Wales coach Warren Gatland was an unusually happy man yesterday after a try in each half earned a third successive win over France and put them back in the hunt to retain their Six Nations crown.
Wales triumphed 27-6 after Irish referee Alain Rolland, in his last test, had sent three players to the sin-bin in the second half, two of them from the French pack, as the visitors were well beaten at Cardiff's Millennium Stadium.
Gatland had warned his players he wouldn't tolerate another performance like the one that led to a 26-3 defeat by Ireland in Dublin last time out. And the New Zealander was delighted by the way Wales responded against a France side who had been eyeing a Grand Slam.
"I am often grumpy with these guys, but I am happy with that," said Gatland. "They responded well, with a good performance and a fantastic result. We were smashed up front against Ireland, they took us apart and we had to have a good, hard look at ourselves."
French fullback Brice Dulin admitted: "The Welsh learned a lot from their loss to the Irish and were a different side."
Most of the damage was done in the first half, as the Welsh racked up a 20-6 lead by halftime with fullback Leigh Halfpenny kicking five penalties, opening the scoring in the first minute on his way to a 17-point haul.
His only first-half failure with the boot was his conversion attempt for George North's try on five minutes.

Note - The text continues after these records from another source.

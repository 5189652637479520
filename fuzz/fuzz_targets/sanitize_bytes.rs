#![no_main]

use libfuzzer_sys::fuzz_target;
use markup_guard::HtmlSanitizer;

fuzz_target!(|data: &[u8]| {
    let sanitizer = HtmlSanitizer::default();
    let _ = sanitizer.sanitize_bytes(data, Some("text/html; charset=windows-1252"));
    let _ = sanitizer.sanitize_bytes(data, None);
});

Things went from bad to worse for coach Philippe Saint-Andre's men as North harassed fullback Brice Dulin into a mistake close to his line after he had followed a deft kick ahead by Halfpenny.
The ball trickled out of Dulin's hands and over the line and North pounced to make it eight points in five minutes for the home side.
Wales skipper Sam Warburton scored the game's only other try when he crashed over in the 63rd minute.
Rival props Gethin Jenkins and Nicolas Mas were sent to the sin-bin for a collapsed scrum while French No8 Louis Picamoles became the second French forward to be given a yellow card, this time for not rolling away in the tackle.